Come sempre accade, più la diagnosi è tempestiva più l’azione di recupero è efficace. Solitamente la dislessia viene diagnosticata in seconda o terza elementare, quando diventa più facile distinguerla dalle normali difficoltà di lettura; ma ci sono segni premonitori che possono farle sospettare anche prima. Come spiega Cesare Cornoldi, tra i primi ad occuparsi di dislessia in Italia, ordinario di Psicologia dell’apprendimento e della memoria all’Università di Padova: «I genitori possono tener conto di una serie di indizi: la presenza di familiari con questo problema, ritardo del linguaggio, scarso interesse per i primi libri scritti, riluttanza a giocare con le letterine». Una volta che il sospetto di dislessia è confermato la prima preoccupazione di un genitore è, ovviamente, “e adesso che cosa si può fare?”. “A chi bisogna rivolgersi: a un logopedista?”.

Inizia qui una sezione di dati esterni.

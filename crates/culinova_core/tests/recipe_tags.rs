use culinova_core::db::open_db_in_memory;
use culinova_core::{
    OwnerFilter, RecipeDraft, RecipeListQuery, RecipeRepository, RecipeService,
    RecipeServiceError, RepoError, SqliteRecipeRepository, SqliteUserRepository, User,
    UserRepository,
};

#[test]
fn set_tags_normalizes_and_replaces_whole_set() {
    let conn = open_db_in_memory().unwrap();
    let service = RecipeService::new(SqliteRecipeRepository::try_new(&conn).unwrap());
    let recipe = service.create_recipe(RecipeDraft::titled("Curry")).unwrap();

    let tagged = service
        .set_tags(
            recipe.id,
            vec![" Spicy ".to_string(), "VEGAN".to_string(), "spicy".to_string()],
        )
        .unwrap();
    assert_eq!(tagged.tags, vec!["spicy".to_string(), "vegan".to_string()]);

    let replaced = service
        .set_tags(recipe.id, vec!["Dinner".to_string()])
        .unwrap();
    assert_eq!(replaced.tags, vec!["dinner".to_string()]);

    let cleared = service.set_tags(recipe.id, Vec::new()).unwrap();
    assert!(cleared.tags.is_empty());
}

#[test]
fn blank_tag_is_rejected_and_keeps_existing_set() {
    let conn = open_db_in_memory().unwrap();
    let service = RecipeService::new(SqliteRecipeRepository::try_new(&conn).unwrap());
    let mut draft = RecipeDraft::titled("Risotto");
    draft.tags = vec!["italian".to_string()];
    let recipe = service.create_recipe(draft).unwrap();

    let err = service
        .set_tags(recipe.id, vec!["rice".to_string(), "   ".to_string()])
        .unwrap_err();
    assert!(matches!(err, RecipeServiceError::InvalidTag(_)));

    let loaded = service.get_recipe(recipe.id).unwrap().unwrap();
    assert_eq!(loaded.tags, vec!["italian".to_string()]);
}

#[test]
fn repository_rejects_unnormalized_labels() {
    let conn = open_db_in_memory().unwrap();
    let repo = SqliteRecipeRepository::try_new(&conn).unwrap();
    let service = RecipeService::new(SqliteRecipeRepository::try_new(&conn).unwrap());
    let recipe = service.create_recipe(RecipeDraft::titled("Tacos")).unwrap();

    let err = repo
        .set_tags(recipe.id, &["Mexican".to_string()])
        .unwrap_err();
    assert!(matches!(err, RepoError::RecipeValidation(_)));
}

#[test]
fn tags_are_shared_case_insensitively_across_recipes() {
    let conn = open_db_in_memory().unwrap();
    let service = RecipeService::new(SqliteRecipeRepository::try_new(&conn).unwrap());

    let mut first = RecipeDraft::titled("Pho");
    first.tags = vec!["Soup".to_string()];
    service.create_recipe(first).unwrap();
    let mut second = RecipeDraft::titled("Ramen");
    second.tags = vec!["soup".to_string(), "noodles".to_string()];
    service.create_recipe(second).unwrap();

    let tag_rows: i64 = conn
        .query_row("SELECT COUNT(*) FROM tags;", [], |row| row.get(0))
        .unwrap();
    assert_eq!(tag_rows, 2);

    let soups = service
        .list_recipes(RecipeListQuery {
            tag: Some(" SOUP ".to_string()),
            ..RecipeListQuery::default()
        })
        .unwrap();
    assert_eq!(soups.items.len(), 2);

    let noodles = service
        .list_recipes(RecipeListQuery {
            tag: Some("noodles".to_string()),
            ..RecipeListQuery::default()
        })
        .unwrap();
    assert_eq!(noodles.items.len(), 1);
    assert_eq!(noodles.items[0].title, "Ramen");
}

#[test]
fn list_tags_is_scoped_to_owner() {
    let conn = open_db_in_memory().unwrap();
    let users = SqliteUserRepository::try_new(&conn).unwrap();
    let anna = User::new("anna");
    let ben = User::new("ben");
    users.create_user(&anna).unwrap();
    users.create_user(&ben).unwrap();

    let service = RecipeService::new(SqliteRecipeRepository::try_new(&conn).unwrap());
    let mut draft = RecipeDraft::titled("Gazpacho");
    draft.owner_id = Some(anna.id);
    draft.tags = vec!["summer".to_string(), "cold".to_string()];
    service.create_recipe(draft).unwrap();
    let mut draft = RecipeDraft::titled("Goulash");
    draft.owner_id = Some(ben.id);
    draft.tags = vec!["winter".to_string()];
    service.create_recipe(draft).unwrap();

    assert_eq!(
        service.list_tags(OwnerFilter::Owner(anna.id)).unwrap(),
        vec!["cold".to_string(), "summer".to_string()]
    );
    assert_eq!(
        service.list_tags(OwnerFilter::Any).unwrap(),
        vec!["cold".to_string(), "summer".to_string(), "winter".to_string()]
    );
    assert!(service.list_tags(OwnerFilter::Unowned).unwrap().is_empty());
}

«Il processo riabilitativo può essere affidato sia a un logopedista sia a uno psicologo, e uno degli obiettivi più diffusi riguarda l’accelerazione del riconoscimento di unità sublessicali rilevanti»,
«In pratica — chiarisce Elisabetta Genovese professore associato di audiologia e foniatria all’Università di Modena e Reggio Emilia — si aiutano i bambini ad appropriarsi delle abilità linguistiche indebolite, già individuate e misurate in sede di valutazione. Se il bambino ha difficoltà di pronuncia delle parole nel corso della lettura farà esercizio per imparare a riconoscere il suono delle singole lettere, o delle sillabe e a discriminare i suoni simili (“d”e “t”; “p”” e “b). Se il problema di lettura riguarda invece o soprattutto la comprensione, il lavoro presuppone un aumento del lessico mentale per esempio con giochi sull’utilizzo delle parole in contesti differenti. L’intervento logopedico è prioritario fino al termine della II-III classe elementare. In seguito, dato che la componente plastica ovvero di rimodellamento encefalico - dell’apprendimento linguistico diminuisce progressivamente, può essere più utile l’aiuto di uno psicologo dello sviluppo, uno specialista che lavora in modo mirato per favorire il corretto evolvere dei processi di apprendimento di letto-scrittura e di calcolo.
«La dislessia però — prosegue Elisabetta Genovese — è un disturbo del neurosvilup- po: risponde a un trattamento specifico, che riesce a contenerne gli effetti ma che non può portare a una completa scomparsa del problema. Ciò che cerchiamo di spiegare ai genitori è che l’obiettivo consiste nel massimo miglioramento possibile delle difficoltà di lettura con le quali però, sia pure in forma attenuata, si dovrà però sempre convivere.
«La durata del trattamento logopedico — aggiunge Genovese — dipende dalla gravità del disturbo. Se è legato a un pregresso ritardo o disturbo linguistico ci aspettiamo di intervenire per un periodo più lungo rispetto a quanto si fa per la dislessia “pulita”. Altro fattore importante, il quoziente intellettivo: maggiore il quoziente, migliore e più pronta la risposta al trattamento. In generale possiamo comunque fare il training di potenziamento, che si svolge per cicli più o meno distanziati lungo l’arco di tutta la scuola primaria. Successivamente si propongono attività basate sul metodo di studio per ridurre la fatica e l’impegno didattici. La lettura a voce alta, che a molti può sembrare semplicisticamente la “terapia” più adatta, (... esercitati ragazzino esercitati...) non migliora affatto l’apprendimento della lettura in quanto chi legge non riconosce il proprio errore che anzi viene inconsapevolmente immesso in alcuni circuiti neurali della memoria, favorendone così la fissazione in modo più o meno stabile».